Step 4: Judicial Review under PAJA
If internal processes fail or are exhausted without resolution, judicial review is available in the High Court.
Grounds for PAJA review
Under section 6(2) of PAJA, a court can review a procurement decision on these grounds:
| Ground | What it means in procurement |
|---|---|
| Unauthorised action | Decision made by official without proper delegation |
| Procedural unfairness | Bidder not given fair opportunity to respond to adverse findings |
| Action in bad faith | Evidence of bias, nepotism, or corruption |
| Arbitrariness | No rational connection between evidence and decision |
| Error of law | Incorrect application of PFMA, PPPFA, or B-BBEE regulations |
| Failure to apply mind | Committee did not actually evaluate the bids |
Critical timeline: 180 days
Under section 7(1) of PAJA, you must bring a judicial review application within 180 days of the exhaustion of internal remedies (or within 180 days of becoming aware of the decision if no internal remedy exists).
This is a hard deadline. Courts can grant extensions but do so sparingly. Do not delay if you are considering litigation.
Urgency applications
If an award is about to be implemented and implementation would prejudice your rights, you can apply on an urgent basis for:
- Interdict — to stop implementation of the award pending review
- Suspension — to suspend the contract pending determination
Courts grant urgent relief cautiously. You must show irreparable harm and a prima facie case. Engage a procurement attorney immediately if you intend to proceed urgently.
What Remedies Are Available?
If your review succeeds, the court can:
- Set aside the award decision
- Remit the matter to the department for re-evaluation (most common)
- Substitute its own decision (rare, only if the court is in a position to do so)

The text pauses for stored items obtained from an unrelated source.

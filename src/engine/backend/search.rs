//! Search store compiler
//!
//! Filters compile to a RediSearch-style query expression over indexed
//! fields. Only fields declared `index` or `full_text_search`, and the
//! identity, can be queried. The field kind decides how a comparison is
//! spelled:
//!
//! - numeric (`integer`, `float`): `@rating:[4 +inf]`
//! - full-text strings: `@summary:"desert planet"`
//! - everything else is a tag: `@name:{Hairora}`
//!
//! Updates are JSON path assignments on the stored document.

use serde::Serialize;
use serde_json::{Number, Value};
use std::fmt;
use tracing::debug;

use super::{ensure_backend, BackendCompiler};
use crate::engine::error::{Result, TranslateError};
use crate::engine::hybrid::NativeExpression;
use crate::engine::model::{BackendModelDescriptor, MappingKind, Resolved, ScalarMapping};
use crate::engine::query::{Connective, Node, Predicate, UpdateDocument};
use crate::engine::schema::{BackendKind, Cardinality, FieldType};

/// One end of a numeric range
#[derive(Debug, Clone, PartialEq, Serialize)]
#[serde(rename_all = "snake_case")]
pub enum Bound {
    Unbounded,
    Inclusive(Number),
    Exclusive(Number),
}

impl Bound {
    fn render(&self, infinity: &str) -> String {
        match self {
            Bound::Unbounded => infinity.to_string(),
            Bound::Inclusive(n) => n.to_string(),
            Bound::Exclusive(n) => format!("({}", n),
        }
    }
}

#[derive(Debug, Clone, PartialEq, Serialize)]
#[serde(tag = "expr", content = "args", rename_all = "snake_case")]
pub enum SearchExpr {
    /// Every document in the index
    All,
    Nothing,
    Tag { field: String, values: Vec<String> },
    /// Exact phrase on a full-text field
    Text { field: String, phrase: String },
    Range { field: String, min: Bound, max: Bound },
    Missing { field: String },
    And(Vec<SearchExpr>),
    Or(Vec<SearchExpr>),
    Not(Box<SearchExpr>),
    /// Caller-written query fragment
    Raw(String),
}

impl SearchExpr {
    pub fn and(terms: Vec<SearchExpr>) -> SearchExpr {
        let mut flat = Vec::with_capacity(terms.len());
        for term in terms {
            match term {
                SearchExpr::All => {}
                SearchExpr::Nothing => return SearchExpr::Nothing,
                SearchExpr::And(inner) => flat.extend(inner),
                other => flat.push(other),
            }
        }
        match flat.len() {
            0 => SearchExpr::All,
            1 => flat.remove(0),
            _ => SearchExpr::And(flat),
        }
    }

    pub fn or(terms: Vec<SearchExpr>) -> SearchExpr {
        let mut flat = Vec::with_capacity(terms.len());
        for term in terms {
            match term {
                SearchExpr::Nothing => {}
                SearchExpr::All => return SearchExpr::All,
                SearchExpr::Or(inner) => flat.extend(inner),
                other => flat.push(other),
            }
        }
        match flat.len() {
            0 => SearchExpr::Nothing,
            1 => flat.remove(0),
            _ => SearchExpr::Or(flat),
        }
    }

    pub fn not(expr: SearchExpr) -> SearchExpr {
        match expr {
            SearchExpr::All => SearchExpr::Nothing,
            SearchExpr::Nothing => SearchExpr::All,
            SearchExpr::Not(inner) => *inner,
            other => SearchExpr::Not(Box::new(other)),
        }
    }
}

impl fmt::Display for SearchExpr {
    fn fmt(&self, f: &mut fmt::Formatter<'_>) -> fmt::Result {
        match self {
            SearchExpr::All => write!(f, "*"),
            SearchExpr::Nothing => write!(f, "(-*)"),
            SearchExpr::Tag { field, values } => {
                let values: Vec<String> = values.iter().map(|v| escape_tag(v)).collect();
                write!(f, "{}:{{{}}}", field_ref(field), values.join("|"))
            }
            SearchExpr::Text { field, phrase } => {
                write!(f, "{}:\"{}\"", field_ref(field), phrase.replace('"', "\\\""))
            }
            SearchExpr::Range { field, min, max } => {
                write!(f, "{}:[{} {}]", field_ref(field), min.render("-inf"), max.render("+inf"))
            }
            SearchExpr::Missing { field } => write!(f, "ismissing({})", field_ref(field)),
            SearchExpr::And(terms) => write_terms(f, terms, " "),
            SearchExpr::Or(terms) => write_terms(f, terms, " | "),
            SearchExpr::Not(inner) => write!(f, "-{}", inner),
            SearchExpr::Raw(query) => write!(f, "({})", query),
        }
    }
}

fn write_terms(f: &mut fmt::Formatter<'_>, terms: &[SearchExpr], separator: &str) -> fmt::Result {
    let terms: Vec<String> = terms.iter().map(|t| t.to_string()).collect();
    write!(f, "({})", terms.join(separator))
}

/// `@books\.title` for the dotted token `books.title`
fn field_ref(field: &str) -> String {
    format!("@{}", field.replace('.', "\\."))
}

fn escape_tag(value: &str) -> String {
    let mut escaped = String::with_capacity(value.len());
    for c in value.chars() {
        if c.is_ascii_punctuation() || c.is_whitespace() {
            escaped.push('\\');
        }
        escaped.push(c);
    }
    escaped
}

/// A compiled query against one search index
#[derive(Debug, Clone, PartialEq, Serialize)]
pub struct SearchQuery {
    pub index: String,
    pub expr: SearchExpr,
}

impl SearchQuery {
    /// Raw query text, passed through untouched
    pub fn native(model: &BackendModelDescriptor, query: &str) -> Self {
        Self {
            index: model.container.clone(),
            expr: SearchExpr::Raw(query.to_string()),
        }
    }
}

impl fmt::Display for SearchQuery {
    fn fmt(&self, f: &mut fmt::Formatter<'_>) -> fmt::Result {
        write!(f, "{}", self.expr)
    }
}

- Order costs against the department
Courts rarely award a contract directly to the reviewing party — this would be seen as usurping the procurement function. The more typical outcome is re-evaluation, which gives you a fresh opportunity but does not guarantee you the contract.

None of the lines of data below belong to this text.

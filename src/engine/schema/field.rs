//! Canonical field definitions
//!
//! Leaf data only: the scalar, relationship and embedding fields that make
//! up a schema, plus the backend tags they can be suppressed on.

use serde::{Deserialize, Serialize};
use std::collections::BTreeSet;
use std::fmt;

/// Persistence backend a schema is compiled for
#[derive(Debug, Clone, Copy, PartialEq, Eq, PartialOrd, Ord, Hash, Serialize, Deserialize)]
#[serde(rename_all = "lowercase")]
pub enum BackendKind {
    /// Relational tables
    #[serde(alias = "relational")]
    Sql,
    /// Indexed key/value search store
    #[serde(alias = "redis")]
    Search,
    /// Schemaless document store
    #[serde(alias = "mongo")]
    Document,
}

impl BackendKind {
    pub const ALL: [BackendKind; 3] = [BackendKind::Sql, BackendKind::Search, BackendKind::Document];

    pub fn from_str(s: &str) -> Option<Self> {
        match s.to_lowercase().as_str() {
            "sql" | "relational" => Some(BackendKind::Sql),
            "search" | "redis" => Some(BackendKind::Search),
            "document" | "mongo" => Some(BackendKind::Document),
            _ => None,
        }
    }
}

impl fmt::Display for BackendKind {
    fn fmt(&self, f: &mut fmt::Formatter<'_>) -> fmt::Result {
        match self {
            BackendKind::Sql => write!(f, "sql"),
            BackendKind::Search => write!(f, "search"),
            BackendKind::Document => write!(f, "document"),
        }
    }
}

/// Declared value type of a scalar field
#[derive(Debug, Clone, Copy, PartialEq, Eq, Hash, Serialize, Deserialize)]
#[serde(rename_all = "lowercase")]
pub enum FieldType {
    String,
    Integer,
    Float,
    Boolean,
    Datetime,
    /// Free-form nested value, opaque to the schema
    Json,
}

impl FieldType {
    pub fn is_numeric(&self) -> bool {
        matches!(self, FieldType::Integer | FieldType::Float)
    }
}

#[derive(Debug, Clone, Copy, PartialEq, Eq, Hash, Serialize, Deserialize)]
#[serde(rename_all = "lowercase")]
pub enum Cardinality {
    One,
    Many,
}

/// How the relational backend materializes an embedding
#[derive(Debug, Clone, Copy, PartialEq, Eq, Hash, Default, Serialize, Deserialize)]
#[serde(rename_all = "snake_case")]
pub enum EmbedPolicy {
    /// Child rows owned by the parent, inserted and replaced with it
    #[default]
    OwnedChild,
    /// Separate entity referenced through a foreign-key column
    ForeignKey,
}

/// A `table.column` foreign key target
#[derive(Debug, Clone, PartialEq, Eq)]
pub struct ForeignKeyTarget {
    pub table: String,
    pub column: String,
}

impl ForeignKeyTarget {
    pub fn parse(s: &str) -> Option<Self> {
        let (table, column) = s.split_once('.')?;
        if table.is_empty() || column.is_empty() || column.contains('.') {
            return None;
        }
        Some(Self {
            table: table.to_string(),
            column: column.to_string(),
        })
    }
}

/// A plain value field
#[derive(Debug, Clone, PartialEq, Eq, Hash, Serialize, Deserialize)]
pub struct CanonicalField {
    pub name: String,

    #[serde(rename = "type")]
    pub field_type: FieldType,

    #[serde(default)]
    pub index: bool,

    #[serde(default)]
    pub full_text_search: bool,

    #[serde(default)]
    pub primary_key: bool,

    /// Relational foreign key, `table.column`
    #[serde(default, skip_serializing_if = "Option::is_none")]
    pub foreign_key: Option<String>,

    #[serde(default, skip_serializing_if = "BTreeSet::is_empty")]
    pub disable_on: BTreeSet<BackendKind>,
}

impl CanonicalField {
    pub fn new(name: &str, field_type: FieldType) -> Self {
        Self {
            name: name.to_string(),
            field_type,
            index: false,
            full_text_search: false,
            primary_key: false,
            foreign_key: None,
            disable_on: BTreeSet::new(),
        }
    }

    pub fn indexed(mut self) -> Self {
        self.index = true;
        self
    }

    pub fn full_text(mut self) -> Self {
        self.full_text_search = true;
        self
    }

    pub fn primary_key(mut self) -> Self {
        self.primary_key = true;
        self
    }

    pub fn references(mut self, target: &str) -> Self {
        self.foreign_key = Some(target.to_string());
        self
    }

    pub fn disable_on(mut self, backend: BackendKind) -> Self {
        self.disable_on.insert(backend);
        self
    }

    pub fn foreign_key_target(&self) -> Option<ForeignKeyTarget> {
        self.foreign_key.as_deref().and_then(ForeignKeyTarget::parse)
    }
}

/// A reference to another independently persisted entity
#[derive(Debug, Clone, PartialEq, Eq, Hash, Serialize, Deserialize)]
pub struct RelationshipField {
    pub name: String,
    pub cardinality: Cardinality,
    pub target: String,

    #[serde(default, skip_serializing_if = "Option::is_none")]
    pub back_reference: Option<String>,

    /// Link schema for many-to-many relationships
    #[serde(default, skip_serializing_if = "Option::is_none")]
    pub link: Option<String>,

    #[serde(default, skip_serializing_if = "BTreeSet::is_empty")]
    pub disable_on: BTreeSet<BackendKind>,
}

impl RelationshipField {
    pub fn new(name: &str, cardinality: Cardinality, target: &str) -> Self {
        Self {
            name: name.to_string(),
            cardinality,
            target: target.to_string(),
            back_reference: None,
            link: None,
            disable_on: BTreeSet::new(),
        }
    }

    pub fn back_reference(mut self, name: &str) -> Self {
        self.back_reference = Some(name.to_string());
        self
    }

    pub fn through(mut self, link: &str) -> Self {
        self.link = Some(link.to_string());
        self
    }

    pub fn disable_on(mut self, backend: BackendKind) -> Self {
        self.disable_on.insert(backend);
        self
    }
}

/// A value-contained nested entity
#[derive(Debug, Clone, PartialEq, Eq, Hash, Serialize, Deserialize)]
pub struct EmbeddingField {
    pub name: String,
    pub cardinality: Cardinality,
    pub target: String,

    /// Relational materialization; falls back to the compiler default
    #[serde(default, skip_serializing_if = "Option::is_none")]
    pub sql_policy: Option<EmbedPolicy>,

    #[serde(default, skip_serializing_if = "BTreeSet::is_empty")]
    pub disable_on: BTreeSet<BackendKind>,
}

impl EmbeddingField {
    pub fn new(name: &str, cardinality: Cardinality, target: &str) -> Self {
        Self {
            name: name.to_string(),
            cardinality,
            target: target.to_string(),
            sql_policy: None,
            disable_on: BTreeSet::new(),
        }
    }

    pub fn sql_policy(mut self, policy: EmbedPolicy) -> Self {
        self.sql_policy = Some(policy);
        self
    }

    pub fn disable_on(mut self, backend: BackendKind) -> Self {
        self.disable_on.insert(backend);
        self
    }
}

/// Any field of a schema, in declaration order
#[derive(Debug, Clone, PartialEq, Eq, Hash, Serialize, Deserialize)]
#[serde(tag = "kind", rename_all = "snake_case")]
pub enum FieldDef {
    Scalar(CanonicalField),
    Relationship(RelationshipField),
    Embedding(EmbeddingField),
}

impl FieldDef {
    pub fn name(&self) -> &str {
        match self {
            FieldDef::Scalar(f) => &f.name,
            FieldDef::Relationship(f) => &f.name,
            FieldDef::Embedding(f) => &f.name,
        }
    }

    pub fn is_disabled_on(&self, backend: BackendKind) -> bool {
        let disabled = match self {
            FieldDef::Scalar(f) => &f.disable_on,
            FieldDef::Relationship(f) => &f.disable_on,
            FieldDef::Embedding(f) => &f.disable_on,
        };
        disabled.contains(&backend)
    }
}

impl From<CanonicalField> for FieldDef {
    fn from(field: CanonicalField) -> Self {
        FieldDef::Scalar(field)
    }
}

impl From<RelationshipField> for FieldDef {
    fn from(field: RelationshipField) -> Self {
        FieldDef::Relationship(field)
    }
}

impl From<EmbeddingField> for FieldDef {
    fn from(field: EmbeddingField) -> Self {
        FieldDef::Embedding(field)
    }
}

Practical Tips for Tender Objections
Document everything from day one. Keep copies of your bid as submitted, all communications with the department, and any informal communications about the tender outcome.
Act quickly. Every day that passes after an award makes an interdict harder to obtain and weakens your position on urgency.
Focus on procedural errors. Courts are more willing to intervene when the procedure was flawed than when the objection is purely about price or preference point calculations.
Separate scoring errors from policy disagreements. If you believe your B-BBEE score was calculated incorrectly, that is a factual error appropriate for review. If you simply think the wrong weighting was applied, that is harder to challenge unless the weighting violated legislation.
Frequently Asked Questions
Q: Can I challenge a tender result before it is formally announced? A: Yes, if you have evidence of procedural irregularity during the process (e.g., you were told your bid was disqualified for an invalid reason). You can apply to court for a declaratory order.
Q: Does lodging an objection delay the award? A: Not automatically. The department may proceed with implementation while your objection is pending unless a court grants an interdict. You need to specifically request suspension of implementation if that is what you want.
Q: What does a PAJA review cost? A: Legal costs vary significantly. High Court review applications typically cost R50,000–R200,000+ in legal fees. Consider whether the contract value justifies the expense.
Q: Can I challenge a tender on the grounds that the successful bidder’s B-BBEE certificate is fraudulent? A: Yes. You can submit evidence to the department and request investigation. Under PPPFA Regulation 14(1), a contract may be cancelled if B-BBEE information was submitted fraudulently. You can also report to the B-BBEE Commission.
Q: Is there a specialist procurement tribunal I can approach? A: South Africa does not yet have a dedicated procurement tribunal. The PAJA review in the High Court remains the primary judicial route. The Public Procurement Bill, if enacted, may establish such a body.